True Security Without Servers
(True P2P Architecture)

"Central servers do not store your data.
They simply facilitate the handshake and disappear."

1. True P2P Delivery and Zero Data Storage

Typical mega-messenger corporations store colossal amounts of chat logs on their main server databases to analyze users or comply with government requests.

Ieum is fundamentally different. Our servers act merely as a routing switch—locating your friend's device and opening an **Encrypted Relay Tunnel**. Messages, photos, and calls follow a 완전 구조 (P2P) architecture directly linking device to device. Reaching the destination, the routing data evaporates completely over the network.

2. Complete Isolation of AI Data (Local Processing Principle)

The greatest danger of modern AI is that your private questions (prompts) and sensitive documents are transmitted to corporate cloud servers. Ieum strictly adheres to the following principles:

  • Local AI Assistant: Translated chats or questions asked to the AI are never transmitted to external APIs like Google or OpenAI.
  • Secure Document Analysis (RAG): Uploaded PDFs and the chunked Vector Database created from them are strictly isolated and stored 100% on your smartphone's local memory.

3. The 12-Word Secret Key That Never Asks Who You Are

The moment you are asked for a phone number or email, you are at risk of being tracked. Ieum has eliminated the invasive practice of forcibly syncing your contacts to our servers.

Friend additions are exclusively conducted through anonymous QR codes or Ieum IDs. During signup, your device performs a lightweight mathematical computation (Proof-of-Work, PoW) to issue a purely anonymous ID. Account control is granted only to the user holding the unique 12-word recovery phrase (Mnemonic), which even the company cannot access or reproduce.

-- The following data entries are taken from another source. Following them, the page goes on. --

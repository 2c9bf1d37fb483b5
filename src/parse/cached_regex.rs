use std::sync::OnceLock;

use regex::Regex;

/// Compiles `pattern` into `cell` on first use. Patterns are literals, so a
/// compile failure is a bug and panics.
pub fn cached_regex(cell: &'static OnceLock<Regex>, pattern: &str) -> &'static Regex {
    cell.get_or_init(|| match Regex::new(pattern) {
        Ok(re) => re,
        Err(e) => panic!("invalid regex {pattern}: {e}"),
    })
}

#[cfg(test)]
mod tests {
    use super::*;

    #[test]
    fn test_compiled_once() {
        static RE: OnceLock<Regex> = OnceLock::new();
        let first = cached_regex(&RE, r"\d+");
        let second = cached_regex(&RE, r"\d+");
        assert!(std::ptr::eq(first, second));
        assert!(first.is_match("2024"));
    }
}
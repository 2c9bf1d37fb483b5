use std::{env, path::PathBuf, time::Duration};

use chrono::NaiveDate;
use clap::Parser;

use crate::{
    calendar::{DateRange, RangeMode},
    error::Error,
    fetch::{FeedSource, DEFAULT_FEED},
};

pub const DEFAULT_TIMEOUT: Duration = Duration::from_secs(30);

fn parse_date(s: &str) -> Result<NaiveDate, String> {
    NaiveDate::parse_from_str(s, "%d/%m/%Y").map_err(|e| format!("expected DD/MM/YYYY: {e}"))
}

/// Builds a calendar of the RAK restaurant menus from its RSS feed.
#[derive(Debug, Parser)]
#[command(version, about)]
pub struct Cli {
    /// Feed URL, file:// URL or local path
    #[arg(default_value = DEFAULT_FEED)]
    feed: FeedSource,

    /// Calendar file to write
    #[arg(default_value = "menus.ics")]
    output: PathBuf,

    /// First day to include (DD/MM/YYYY), defaults to today
    #[arg(long, value_parser = parse_date, requires = "to")]
    from: Option<NaiveDate>,

    /// Last day to include (DD/MM/YYYY), defaults to the last day of the feed
    #[arg(long, value_parser = parse_date, requires = "from")]
    to: Option<NaiveDate>,
}

#[derive(Debug, Clone)]
pub struct Config {
    pub feed: FeedSource,
    pub output: PathBuf,
    pub range: RangeMode,
    pub timeout: Duration,
}

fn timeout_from(value: Option<&str>) -> Duration {
    match value.map(str::parse::<u64>) {
        Some(Ok(secs)) if secs > 0 => Duration::from_secs(secs),
        Some(_) => {
            log::warn!("MENU_FETCH_TIMEOUT_SECS is not a positive number of seconds, using default");
            DEFAULT_TIMEOUT
        }
        None => DEFAULT_TIMEOUT,
    }
}

impl Config {
    pub fn from_cli(cli: Cli) -> Result<Self, Error> {
        let range = match (cli.from, cli.to) {
            (Some(from), Some(to)) if from > to => return Err(Error::InvalidRange { from, to }),
            (Some(from), Some(to)) => RangeMode::Explicit(DateRange::new(from, to)),
            _ => RangeMode::Upcoming,
        };
        let timeout = timeout_from(env::var("MENU_FETCH_TIMEOUT_SECS").ok().as_deref());
        Ok(Self {
            feed: cli.feed,
            output: cli.output,
            range,
            timeout,
        })
    }
}
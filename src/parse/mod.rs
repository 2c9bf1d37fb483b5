mod error;
mod feed;
mod segment;
mod cached_regex;

pub use cached_regex::cached_regex;
pub use error::Error;
#[cfg(test)]
pub use feed::WeekRecord;
pub use feed::Weeks;
pub use segment::{segment, DishList, MealSlot};
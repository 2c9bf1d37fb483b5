use chrono::NaiveDate;

use crate::{fetch, parse};
use std::fmt::{self, Display, Formatter};

#[derive(Debug)]
pub enum Error {
    FeedUnavailable(fetch::Error),
    MalformedFeed(parse::Error),
    InvalidRange { from: NaiveDate, to: NaiveDate },
    Write(std::io::Error),
}

impl From<fetch::Error> for Error {
    fn from(e: fetch::Error) -> Self {
        Error::FeedUnavailable(e)
    }
}

impl From<parse::Error> for Error {
    fn from(e: parse::Error) -> Self {
        Error::MalformedFeed(e)
    }
}

impl From<std::io::Error> for Error {
    fn from(e: std::io::Error) -> Self {
        Error::Write(e)
    }
}

impl Display for Error {
    fn fmt(&self, f: &mut Formatter<'_>) -> fmt::Result {
        match self {
            Error::FeedUnavailable(e) => write!(f, "Feed unavailable: {}", e),
            Error::MalformedFeed(e) => write!(f, "Malformed feed: {}", e),
            Error::InvalidRange { from, to } => {
                write!(f, "Invalid date range: {from} is after {to}")
            }
            Error::Write(e) => write!(f, "Could not write calendar: {}", e),
        }
    }
}

impl std::error::Error for Error {}

pub type Result<T> = std::result::Result<T, Error>;
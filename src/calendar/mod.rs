mod ics;
mod range;

use std::{collections::BTreeSet, sync::OnceLock};

use chrono::{Datelike, Duration, NaiveDate, NaiveDateTime, NaiveTime, Weekday};
use regex::Regex;
use uuid::Uuid;

use crate::parse::{cached_regex, segment, DishList, MealSlot, Weeks};

pub use ics::write_calendar;
pub use range::{DateRange, RangeMode};

/// Time zone of the restaurant, used for every event start.
pub const TIMEZONE: &str = "Europe/Paris";
pub const CALENDAR_NAME: &str = "Menus RAK";
pub const MEAL_DURATION: Duration = Duration::minutes(45);
pub const BULLET: &str = "• ";

impl MealSlot {
    pub const fn title(self) -> &'static str {
        match self {
            Self::Lunch => "Menu du midi",
            Self::Dinner => "Menu du soir",
        }
    }

    pub fn start_time(self) -> NaiveTime {
        match self {
            Self::Lunch => NaiveTime::from_hms_opt(12, 15, 0),
            Self::Dinner => NaiveTime::from_hms_opt(19, 15, 0),
        }
        .unwrap_or_default()
    }
}

#[derive(Debug, Clone, PartialEq, Eq)]
pub struct CalendarEvent {
    uid: String,
    title: &'static str,
    start: NaiveDateTime,
    duration: Duration,
    body: String,
}

impl CalendarEvent {
    pub fn new(date: NaiveDate, slot: MealSlot, dishes: &DishList) -> Self {
        let uid = Uuid::new_v5(
            &Uuid::NAMESPACE_URL,
            format!("rak-menu:{date}:{slot:?}").as_bytes(),
        );
        Self {
            uid: uid.to_string(),
            title: slot.title(),
            start: date.and_time(slot.start_time()),
            duration: MEAL_DURATION,
            body: render_dishes(dishes),
        }
    }

    pub fn uid(&self) -> &str {
        &self.uid
    }

    pub const fn title(&self) -> &'static str {
        self.title
    }

    pub const fn start(&self) -> NaiveDateTime {
        self.start
    }

    pub const fn duration(&self) -> Duration {
        self.duration
    }

    pub fn body(&self) -> &str {
        &self.body
    }
}

impl PartialOrd for CalendarEvent {
    fn partial_cmp(&self, other: &Self) -> Option<std::cmp::Ordering> {
        Some(self.cmp(other))
    }
}

impl Ord for CalendarEvent {
    fn cmp(&self, other: &Self) -> std::cmp::Ordering {
        self.start
            .cmp(&other.start)
            .then_with(|| self.title.cmp(other.title))
            .then_with(|| self.uid.cmp(&other.uid))
    }
}

fn render_dishes(dishes: &DishList) -> String {
    dishes
        .iter()
        .map(|dish| format!("{BULLET}{dish}"))
        .collect::<Vec<_>>()
        .join("\n")
}

/// Whether the meal is only a closure notice. Every line has to announce it,
/// so a dish mentioning a closure word does not hide a served meal.
pub fn signals_closure(dishes: &DishList) -> bool {
    static CLOSED_RE: OnceLock<Regex> = OnceLock::new();
    let re = cached_regex(&CLOSED_RE, r"(?i)\b(?:fermée?|fermeture|closed)\b");
    !dishes.is_empty() && dishes.iter().all(|dish| re.is_match(dish))
}

#[derive(Clone, Copy, PartialEq, Eq, Debug)]
enum Skip {
    NotFound,
    Empty,
    Closed,
}

fn classify(dishes: Option<DishList>) -> Result<DishList, Skip> {
    match dishes {
        None => Err(Skip::NotFound),
        Some(d) if d.is_empty() => Err(Skip::Empty),
        Some(d) if signals_closure(&d) => Err(Skip::Closed),
        Some(d) => Ok(d),
    }
}

/// Builds one event per served meal of every date in `range`.
pub fn assemble(weeks: &Weeks, range: DateRange) -> BTreeSet<CalendarEvent> {
    let mut events = BTreeSet::new();
    for date in range.days() {
        let Some(week) = weeks.covering(date) else {
            tracing::debug!(%date, "no week of the feed covers this date");
            continue;
        };
        if date.weekday() == Weekday::Sun {
            continue;
        }
        for slot in MealSlot::ALL {
            match classify(segment(week.raw_text(), date, slot)) {
                Ok(dishes) => {
                    events.insert(CalendarEvent::new(date, slot, &dishes));
                }
                Err(reason) => {
                    tracing::debug!(%date, ?slot, ?reason, "no event for this meal");
                }
            }
        }
    }
    events
}
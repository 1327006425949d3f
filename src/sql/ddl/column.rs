use std::fmt::Display;

use snafu::prelude::*;

use super::clause::{ConflictClause, ForeignKeyClause, PrimaryKeyColumnConstraint};
use super::keyword::{ColumnType, ConflictResolution, DefaultValue, SortOrder};
use super::{RenderCheckExpressionSnafu, Result};
use crate::sql::expr::Expression;

/// A column name, used both as an identifier in rendered SQL and as a
/// comparable key. Identifiers are emitted unescaped.
#[derive(Debug, Clone, PartialEq, Eq, Hash)]
pub struct Column {
    name: String,
}

impl Column {
    pub fn new(name: impl Into<String>) -> Self {
        Self { name: name.into() }
    }

    #[must_use]
    pub fn name(&self) -> &str {
        &self.name
    }
}

impl From<&str> for Column {
    fn from(name: &str) -> Self {
        Column::new(name)
    }
}

impl From<String> for Column {
    fn from(name: String) -> Self {
        Column::new(name)
    }
}

impl Display for Column {
    fn fmt(&self, f: &mut std::fmt::Formatter<'_>) -> std::fmt::Result {
        write!(f, "{}", self.name)
    }
}

/// A constraint that is either a plain on/off flag or an explicit
/// conflict-resolution-qualified form.
///
/// `Enabled(false)` omits the clause from rendered output entirely.
#[derive(Debug, Clone, Copy, PartialEq, Eq)]
pub enum Enforcement {
    Enabled(bool),
    OnConflict(ConflictClause),
}

impl Enforcement {
    fn render(&self, keyword: &str) -> Option<String> {
        match self {
            Enforcement::Enabled(true) => Some(keyword.to_string()),
            Enforcement::Enabled(false) => None,
            Enforcement::OnConflict(clause) => Some(format!("{keyword} {clause}")),
        }
    }
}

/// A single column definition inside a `CREATE TABLE` statement.
///
/// Created by [`crate::sql::ddl::create_table::CreateTableBuilder::column`]
/// and configured through chained calls. Each clause has a single slot: a
/// later call for the same clause overwrites the earlier one.
#[derive(Debug, Clone, PartialEq)]
pub struct ColumnDef {
    column: Column,
    column_type: Option<ColumnType>,
    primary_key: Option<PrimaryKeyColumnConstraint>,
    not_null: Option<Enforcement>,
    unique: Option<Enforcement>,
    check: Option<Expression>,
    default: Option<DefaultValue>,
    collation: Option<String>,
    foreign_key: Option<ForeignKeyClause>,
}

impl ColumnDef {
    pub(crate) fn new(column: Column, column_type: Option<ColumnType>) -> Self {
        Self {
            column,
            column_type,
            primary_key: None,
            not_null: None,
            unique: None,
            check: None,
            default: None,
            collation: None,
            foreign_key: None,
        }
    }

    /// Sets a bare `PRIMARY KEY` clause, or clears any primary-key clause
    /// when `enabled` is false.
    pub fn primary_key(&mut self, enabled: bool) -> &mut Self {
        self.primary_key = enabled.then(|| PrimaryKeyColumnConstraint::new(false, None, None));
        self
    }

    /// Sets a `PRIMARY KEY` clause with an explicit sort direction.
    pub fn primary_key_with(
        &mut self,
        order: Option<SortOrder>,
        on_conflict: Option<ConflictResolution>,
    ) -> &mut Self {
        self.primary_key = Some(PrimaryKeyColumnConstraint::new(false, order, on_conflict));
        self
    }

    /// Sets a `PRIMARY KEY` clause with the `AUTOINCREMENT` keyword
    /// controlled by `autoincrement`.
    pub fn primary_key_autoincrement(
        &mut self,
        autoincrement: bool,
        on_conflict: Option<ConflictResolution>,
    ) -> &mut Self {
        self.primary_key = Some(PrimaryKeyColumnConstraint::new(
            autoincrement,
            None,
            on_conflict,
        ));
        self
    }

    pub fn not_null(&mut self) -> &mut Self {
        self.not_null_enabled(true)
    }

    pub fn not_null_enabled(&mut self, enabled: bool) -> &mut Self {
        self.not_null = Some(Enforcement::Enabled(enabled));
        self
    }

    pub fn not_null_on_conflict(&mut self, resolution: ConflictResolution) -> &mut Self {
        self.not_null = Some(Enforcement::OnConflict(ConflictClause::new(resolution)));
        self
    }

    pub fn unique(&mut self) -> &mut Self {
        self.unique_enabled(true)
    }

    pub fn unique_enabled(&mut self, enabled: bool) -> &mut Self {
        self.unique = Some(Enforcement::Enabled(enabled));
        self
    }

    pub fn unique_on_conflict(&mut self, resolution: ConflictResolution) -> &mut Self {
        self.unique = Some(Enforcement::OnConflict(ConflictClause::new(resolution)));
        self
    }

    /// Sets the `CHECK` expression.
    ///
    /// Expressions carrying bound arguments are accepted here but fail at
    /// render time: SQLite prohibits parameter placeholders inside CHECK
    /// constraints.
    pub fn check(&mut self, expression: impl Into<Expression>) -> &mut Self {
        self.check = Some(expression.into());
        self
    }

    /// Sets the `CHECK` expression from a raw SQL fragment.
    pub fn check_sql(&mut self, sql: impl Into<String>) -> &mut Self {
        self.check(Expression::raw(sql))
    }

    /// Stores a default value for the column.
    ///
    /// The value is kept on the definition but not yet emitted in rendered
    /// SQL.
    pub fn default_value(&mut self, default: impl Into<DefaultValue>) -> &mut Self {
        self.default = Some(default.into());
        self
    }

    /// Stores a collation name for the column.
    ///
    /// The name is kept on the definition but not yet emitted in rendered
    /// SQL.
    pub fn collate(&mut self, collation: impl Into<String>) -> &mut Self {
        self.collation = Some(collation.into());
        self
    }

    /// Sets the foreign-key `REFERENCES` clause, fully replacing any prior
    /// one.
    pub fn references(&mut self, foreign_key: ForeignKeyClause) -> &mut Self {
        self.foreign_key = Some(foreign_key);
        self
    }

    /// Renders the column definition.
    ///
    /// Clause order is fixed regardless of configuration call order: name,
    /// type, primary key, not-null, unique, check, foreign key.
    ///
    /// # Errors
    ///
    /// Returns an error if the check expression cannot be rendered as inline
    /// SQL.
    pub fn build(&self) -> Result<String> {
        let mut parts = vec![self.column.to_string()];
        if let Some(column_type) = self.column_type {
            parts.push(column_type.to_string());
        }
        if let Some(primary_key) = &self.primary_key {
            parts.push(primary_key.to_string());
        }
        if let Some(clause) = self.not_null.as_ref().and_then(|c| c.render("NOT NULL")) {
            parts.push(clause);
        }
        if let Some(clause) = self.unique.as_ref().and_then(|c| c.render("UNIQUE")) {
            parts.push(clause);
        }
        if let Some(check) = &self.check {
            parts.push("CHECK".to_string());
            parts.push("(".to_string());
            parts.push(check.to_sql().context(RenderCheckExpressionSnafu)?);
            parts.push(")".to_string());
        }
        // TODO: render DEFAULT and COLLATE clauses
        if let Some(foreign_key) = &self.foreign_key {
            parts.push(foreign_key.to_string());
        }
        Ok(parts.join(" "))
    }
}
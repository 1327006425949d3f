use snafu::prelude::*;

use super::clause::{ConflictClause, ForeignKeyClause};
use super::column::{Column, ColumnDef};
use super::constraint::TableConstraint;
use super::keyword::{ColumnType, ConflictResolution};
use super::{NoColumnsSnafu, Result, UnsupportedSnafu};
use crate::sql::expr::Expression;

/// A `CREATE TABLE` statement under construction.
///
/// Columns and table-level constraints are appended in declaration order and
/// rendered in that order. Structural invariants are checked when [`build`]
/// is called, not while the statement is being assembled.
///
/// ```
/// use sqlite_table_builder::{ColumnType, CreateTableBuilder};
///
/// let mut table = CreateTableBuilder::new("foo");
/// table.column("id", ColumnType::Integer).primary_key(true);
///
/// assert_eq!(
///     table.build().unwrap(),
///     "CREATE TABLE foo ( id INTEGER PRIMARY KEY )"
/// );
/// ```
///
/// [`build`]: CreateTableBuilder::build
#[derive(Debug, Clone, PartialEq)]
pub struct CreateTableBuilder {
    name: String,
    temporary: bool,
    if_not_exists: bool,
    without_rowid: bool,
    columns: Vec<ColumnDef>,
    constraints: Vec<TableConstraint>,
}

impl CreateTableBuilder {
    pub fn new(name: impl Into<String>) -> Self {
        Self {
            name: name.into(),
            temporary: false,
            if_not_exists: false,
            without_rowid: false,
            columns: Vec::new(),
            constraints: Vec::new(),
        }
    }

    #[must_use]
    pub fn name(&self) -> &str {
        &self.name
    }

    /// Set whether the table is temporary or not.
    #[must_use]
    pub fn temporary(mut self, temporary: bool) -> Self {
        self.temporary = temporary;
        self
    }

    #[must_use]
    pub fn if_not_exists(mut self, if_not_exists: bool) -> Self {
        self.if_not_exists = if_not_exists;
        self
    }

    /// Set whether the table is created `WITHOUT ROWID`.
    #[must_use]
    pub fn without_rowid(mut self, without_rowid: bool) -> Self {
        self.without_rowid = without_rowid;
        self
    }

    /// Appends a column and returns it for further configuration.
    pub fn column(
        &mut self,
        name: impl Into<Column>,
        column_type: impl Into<Option<ColumnType>>,
    ) -> &mut ColumnDef {
        self.columns
            .push(ColumnDef::new(name.into(), column_type.into()));
        let index = self.columns.len() - 1;
        &mut self.columns[index]
    }

    /// Appends a multi-column `PRIMARY KEY` table constraint.
    pub fn primary_key<T: Into<Column>>(
        &mut self,
        columns: Vec<T>,
        on_conflict: Option<ConflictResolution>,
    ) -> &mut Self {
        self.constraints.push(TableConstraint::PrimaryKey {
            columns: columns.into_iter().map(Into::into).collect(),
            on_conflict: on_conflict.map(ConflictClause::new),
        });
        self
    }

    /// Appends a multi-column `UNIQUE` table constraint.
    pub fn unique<T: Into<Column>>(
        &mut self,
        columns: Vec<T>,
        on_conflict: Option<ConflictResolution>,
    ) -> &mut Self {
        self.constraints.push(TableConstraint::Unique {
            columns: columns.into_iter().map(Into::into).collect(),
            on_conflict: on_conflict.map(ConflictClause::new),
        });
        self
    }

    /// Appends a multi-column `FOREIGN KEY` table constraint.
    pub fn foreign_key<T: Into<Column>>(
        &mut self,
        columns: Vec<T>,
        foreign_key: ForeignKeyClause,
    ) -> &mut Self {
        self.constraints.push(TableConstraint::ForeignKey {
            columns: columns.into_iter().map(Into::into).collect(),
            foreign_key,
        });
        self
    }

    /// Table-level `CHECK` constraints are not supported.
    ///
    /// # Errors
    ///
    /// Always returns [`super::Error::Unsupported`].
    pub fn check(&mut self, _expression: Expression) -> Result<&mut Self> {
        UnsupportedSnafu {
            feature: "table-level CHECK constraint",
        }
        .fail()
    }

    /// `CREATE TABLE ... AS SELECT` is not supported.
    ///
    /// # Errors
    ///
    /// Always returns [`super::Error::Unsupported`].
    pub fn as_select(&mut self, _query: impl Into<String>) -> Result<&mut Self> {
        UnsupportedSnafu {
            feature: "CREATE TABLE AS SELECT",
        }
        .fail()
    }

    /// Renders the statement as a single SQL string.
    ///
    /// Rendering is a pure function of the builder state: the same state
    /// always produces the same string, and a failed render produces no
    /// output at all.
    ///
    /// # Errors
    ///
    /// Returns an error if the statement has no columns, if a table
    /// constraint has an empty column list, or if a check expression cannot
    /// be rendered.
    pub fn build(&self) -> Result<String> {
        let mut parts = vec!["CREATE".to_string()];
        if self.temporary {
            parts.push("TEMP".to_string());
        }
        parts.push("TABLE".to_string());
        if self.if_not_exists {
            parts.push("IF NOT EXISTS".to_string());
        }
        parts.push(self.name.clone());

        ensure!(
            !self.columns.is_empty(),
            NoColumnsSnafu {
                table_name: self.name.clone(),
            }
        );

        parts.push("(".to_string());
        parts.push(
            self.columns
                .iter()
                .map(ColumnDef::build)
                .collect::<Result<Vec<_>>>()?
                .join(", "),
        );
        for constraint in &self.constraints {
            parts.push(",".to_string());
            parts.push(constraint.build()?);
        }
        parts.push(")".to_string());

        if self.without_rowid {
            parts.push("WITHOUT ROWID".to_string());
        }

        Ok(parts.join(" "))
    }
}
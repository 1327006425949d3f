//! Fluent, type-safe builder for SQLite `CREATE TABLE` statements.
//!
//! A [`CreateTableBuilder`] models a table definition as an owned object
//! graph: columns, column constraints, and table-level constraints. Calling
//! [`CreateTableBuilder::build`] renders the graph into a deterministic SQL
//! string, validating structural invariants (such as "at least one column")
//! and converting violations into typed errors instead of malformed SQL.
//! The [`sqlite::SqliteExecutor`] submits rendered statements to a database.
//!
//! ```
//! use sqlite_table_builder::{
//!     ColumnType, ConflictResolution, CreateTableBuilder, ForeignKeyClause, ReferentialAction,
//! };
//!
//! let mut table = CreateTableBuilder::new("bar");
//! table.column("id", ColumnType::Integer).primary_key(true);
//! table
//!     .column("foo_id", ColumnType::Integer)
//!     .not_null()
//!     .references(
//!         ForeignKeyClause::new("foo")
//!             .column("id")
//!             .on_delete(ReferentialAction::Cascade),
//!     );
//!
//! assert_eq!(
//!     table.build().unwrap(),
//!     "CREATE TABLE bar ( id INTEGER PRIMARY KEY, \
//!      foo_id INTEGER NOT NULL REFERENCES foo ( id ) ON DELETE CASCADE )"
//! );
//! ```

pub mod sql;
pub mod sqlite;

pub use sql::ddl::clause::{ConflictClause, ForeignKeyClause, PrimaryKeyColumnConstraint};
pub use sql::ddl::column::{Column, ColumnDef, Enforcement};
pub use sql::ddl::constraint::TableConstraint;
pub use sql::ddl::create_table::CreateTableBuilder;
pub use sql::ddl::keyword::{
    ColumnType, ConflictResolution, DefaultValue, ReferentialAction, SortOrder,
};
pub use sql::expr::Expression;
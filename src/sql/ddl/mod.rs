use snafu::prelude::*;

use crate::sql::expr;

pub mod clause;
pub mod column;
pub mod constraint;
pub mod create_table;
pub mod keyword;

#[derive(Debug, Snafu)]
pub enum Error {
    #[snafu(display("Cannot create table with no columns: {table_name}"))]
    NoColumns { table_name: String },

    #[snafu(display("At least one column required for {constraint} constraint"))]
    EmptyConstraint { constraint: String },

    #[snafu(display("{feature} is not supported"))]
    Unsupported { feature: String },

    #[snafu(display("Unable to render check expression: {source}"))]
    RenderCheckExpression { source: expr::Error },
}

pub type Result<T, E = Error> = std::result::Result<T, E>;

4. Double-Locked End-to-End Encryption (E2EE)

Any data transported via P2P is scrambled into meaningless noise, ensuring that hackers intercepting the traffic see nothing but gibberish. Whether it's a 1:1 message or a massive group chat, the strongest double-lock algorithms (X3DH and Double Ratchet) are enforced. The encryption "keyhole" constantly changes with every exchanged message, making it physically impossible to retrieve past conversations, even if a warrant demands it.

5. Device Access Permissions (Complying with App Store Guidelines)

Ieum requests device access solely to provide essential messenger functionalities. We unequivocally state that all data acquired through these permissions is NEVER collected on our servers nor shared with third parties.

  • Camera: Used strictly on-device for taking profile pictures, capturing media to send, and scanning QR codes.
  • Storage / Media: Accessed locally for parsing file attachments, using the gallery, and enabling Local AI (PDF) document offline analysis.
  • Microphone: Enabled locally for sending voice memos and establishing voice/video (WebRTC P2P) connections.

Content created using these permissions is encrypted via E2EE locally before being transmitted directly to the recipient and is in no way stored on Ieum servers.

6. Absolute User Control

Ieum supports Timer 'Boom' Messages, and grants users the absolute right to [Delete for Everyone] without time limits. With a single command, you can instantly and permanently eradicate a message from both your screen and the recipient’s smartphone memory. You, not the corporation, are the sole master of your data.